Africa and Civilization
When: Aug 11th, 2005 11:59:56 am - Subscribe
I'm feeling: mad
Talk, Opinion, Music, Life, Stuff: Life
I had gone on a trip some time in October 2004, where I met an American girl aged 11 years. Since we were travelling to Tanzania, we got into a discussion of the continent. So this little sweetheart asks me, in a cute voice, "Is Tanzania as civilized as South Africa?"
My heart palpitated rapidly and beads of (really) hot sweat broke out on my forehead. I could literally feel my ears getting hotter and hotter. I caught my breath and asked her, "WHAT!?". She said to me "My dad says South Africa is the most civilised country in Africa". LAWD! Apparently, her father is a Professor of African Studies or something like that. Either way, he has a PhD after "studying" Africa.
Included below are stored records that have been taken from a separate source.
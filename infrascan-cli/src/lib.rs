//! Command-line interface for infrastructure asset discovery.
#![forbid(unsafe_code)]

use std::future::Future;
use std::time::Duration;

use clap::{Parser, Subcommand};
use infrascan_data::{
    DEFAULT_OVERPASS_URL, HttpOverpassSource, OverpassSourceConfig, RetryPolicy,
};
use infrascan_service::AssetDiscovery;
use log::{info, warn};
use tokio_util::sync::CancellationToken;

mod discover;
mod error;
mod fs;
mod serve;

pub use error::CliError;

use discover::DiscoverArgs;
use serve::ServeArgs;

pub(crate) const ARG_AOI: &str = "aoi";
pub(crate) const ARG_OVERPASS_URL: &str = "overpass-url";
pub(crate) const ARG_HTTP_TIMEOUT_SECS: &str = "http-timeout-secs";
pub(crate) const ARG_MAX_RETRIES: &str = "max-retries";
pub(crate) const ARG_RETRY_DELAY_MS: &str = "retry-delay-ms";
pub(crate) const ARG_REMOTE: &str = "remote";
pub(crate) const ARG_LISTEN: &str = "listen";
pub(crate) const ENV_AOI: &str = "INFRASCAN_CMDS_DISCOVER_AOI_PATH";

pub(crate) const DEFAULT_HTTP_TIMEOUT_SECS: u64 = 60;
pub(crate) const DEFAULT_MAX_RETRIES: u32 = 3;
pub(crate) const DEFAULT_RETRY_DELAY_MS: u64 = 2_000;
pub(crate) const DEFAULT_LISTEN: &str = "0.0.0.0:50052";

/// Run the CLI with the current process arguments and environment.
pub fn run() -> Result<(), CliError> {
    let cli = Cli::try_parse().map_err(CliError::ArgumentParsing)?;
    match cli.command {
        Command::Discover(args) => discover::run_discover(args),
        Command::Serve(args) => serve::run_serve(args),
    }
}

#[derive(Debug, Parser)]
#[command(
    name = "infrascan",
    about = "Discover infrastructure assets inside an area of interest",
    version
)]
struct Cli {
    #[command(subcommand)]
    command: Command,
}

#[derive(Debug, Subcommand)]
enum Command {
    /// Discover assets inside a GeoJSON polygon and print them as JSON.
    Discover(DiscoverArgs),
    /// Serve the discovery RPC over HTTP.
    Serve(ServeArgs),
}

/// Resolved upstream settings shared by `discover` and `serve`.
#[derive(Debug, Clone, PartialEq, Eq)]
pub(crate) struct UpstreamConfig {
    /// Overpass interpreter endpoint.
    pub(crate) overpass_url: String,
    /// Per-request timeout.
    pub(crate) http_timeout: Duration,
    /// Fetch retry policy.
    pub(crate) retry: RetryPolicy,
}

impl UpstreamConfig {
    pub(crate) fn from_parts(
        overpass_url: Option<String>,
        http_timeout_secs: Option<u64>,
        max_retries: Option<u32>,
        retry_delay_ms: Option<u64>,
    ) -> Self {
        let retry = RetryPolicy::default()
            .with_max_retries(max_retries.unwrap_or(DEFAULT_MAX_RETRIES))
            .with_retry_delay(Duration::from_millis(
                retry_delay_ms.unwrap_or(DEFAULT_RETRY_DELAY_MS),
            ));
        Self {
            overpass_url: overpass_url.unwrap_or_else(|| DEFAULT_OVERPASS_URL.to_owned()),
            http_timeout: Duration::from_secs(
                http_timeout_secs.unwrap_or(DEFAULT_HTTP_TIMEOUT_SECS),
            ),
            retry,
        }
    }

    /// Build a discovery facade backed by the configured Overpass endpoint.
    pub(crate) fn build_discovery(&self) -> Result<AssetDiscovery, CliError> {
        let source = HttpOverpassSource::with_config(
            OverpassSourceConfig::new(self.overpass_url.clone()).with_timeout(self.http_timeout),
        )?;
        Ok(AssetDiscovery::new(source, self.retry))
    }
}

/// Drive `task` to completion on a fresh multi-threaded runtime.
///
/// The token handed to `task` is cancelled on Ctrl-C.
pub(crate) fn block_on_cancellable<F, Fut, T>(task: F) -> Result<T, CliError>
where
    F: FnOnce(CancellationToken) -> Fut,
    Fut: Future<Output = Result<T, CliError>>,
{
    let runtime = tokio::runtime::Builder::new_multi_thread()
        .enable_all()
        .build()
        .map_err(CliError::Runtime)?;
    runtime.block_on(async {
        let cancel = CancellationToken::new();
        let trigger = cancel.clone();
        let watcher = tokio::spawn(async move {
            match tokio::signal::ctrl_c().await {
                Ok(()) => {
                    info!("Interrupt received, shutting down");
                    trigger.cancel();
                }
                Err(err) => warn!("Failed to listen for Ctrl-C: {err}"),
            }
        });
        let outcome = task(cancel).await;
        watcher.abort();
        outcome
    })
}

#[cfg(test)]
mod tests;
//! Overpass API adapter.
//!
//! [`OverpassQuery`] renders the query for a bounding box,
//! [`HttpOverpassSource`] posts it and decodes the JSON reply, and
//! [`fetch_with_retry`] wraps any [`ElementSource`] in the fixed-delay retry
//! loop.
//!
//! # Example
//!
//! ```no_run
//! use std::time::Duration;
//! use geo::Coord;
//! use infrascan_core::Bounds;
//! use infrascan_data::overpass::{
//!     HttpOverpassSource, OverpassQuery, OverpassSourceConfig, RetryPolicy, fetch_with_retry,
//! };
//! use tokio_util::sync::CancellationToken;
//!
//! # async fn run() -> Result<(), Box<dyn std::error::Error>> {
//! let config = OverpassSourceConfig::default().with_timeout(Duration::from_secs(30));
//! let source = HttpOverpassSource::with_config(config)?;
//! let bounds = Bounds::from_corners(Coord { x: -0.2, y: 51.4 }, Coord { x: 0.0, y: 51.6 });
//! let query = OverpassQuery::for_bounds(&bounds);
//! let elements =
//!     fetch_with_retry(&source, &query, &RetryPolicy::default(), &CancellationToken::new())
//!         .await?;
//! println!("{} elements", elements.len());
//! # Ok(())
//! # }
//! ```

mod fetch;
mod query;
mod response;
mod source;

#[cfg(any(test, feature = "test-support"))]
pub mod test_support;

pub use fetch::{FetchError, RetryPolicy, fetch_with_retry};
pub use query::{OverpassQuery, QueryClause, QUERY_CLAUSES};
pub use response::{OverpassElement, OverpassPosition, OverpassResponse};
pub use source::{
    DEFAULT_OVERPASS_URL, DEFAULT_USER_AGENT, ElementSource, HttpOverpassSource,
    OverpassSourceConfig, SourceBuildError, SourceError,
};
What do you tell this young one? Like me, she believes her father's intelligence is only second to God. I am like 6 feet tall, towering over the girl who asked this question so innocently. I really wanted to pinch her teeth, LOL, but that would not have sorted out the issue. I cannot honestly remember what I told her (I know I was seeing red), but that question has lingered in my mind like a bad smell.
The question is this, what are the criteria for a society to be civilised? Civilization is defined as "conversion from a barbaric or primitive state". In order to be civilized you must have been primitive at one time. Therefore, those countries that are not civilized are still barbaric or primitive.
But who am I kidding, this is how Africa is viewed. When another friend on the same trip went back home to America, she would tell people of the shopping malls and other "modern" things she had seen in Tanzania and South Africa. She later told me that the people she talked to did not believe her. Africa to them is still one big jungle.
I guess, to many people, civilisation means how "westernised" a country is. To be westernised, a country must replicate the lifestyle of the western world, from the clothing, to the music, to the technology. To be truly westernised, you need to go a step further from the material and adopt the ideologies and thought processes of the western countries, i.e. think and reason as they do.
In doing this, you reject your individuality and uniqueness as a country for a token appreciation of your "development". You will quite possibly get some aid assistance from the already civilised, economically powerful nations who "appreciate" the steps the country has taken to become more developed (read westernised)
I do not know what this girl expected to see when we got to the destination, but it sure isn't what she is used to at home. Tanzania doesn't have many of the things she is used to, like McDonalds, but South Africa does. Maybe South Africa is more civilised than Tanzania. In related issues, rumour has it that a person who wanted to open a McD's franchise in Kenya was told our potatoes are not of the required "quality". So clearly, we Kenyans are not there yet!!
Clearly, I have had it up to here with westernisation.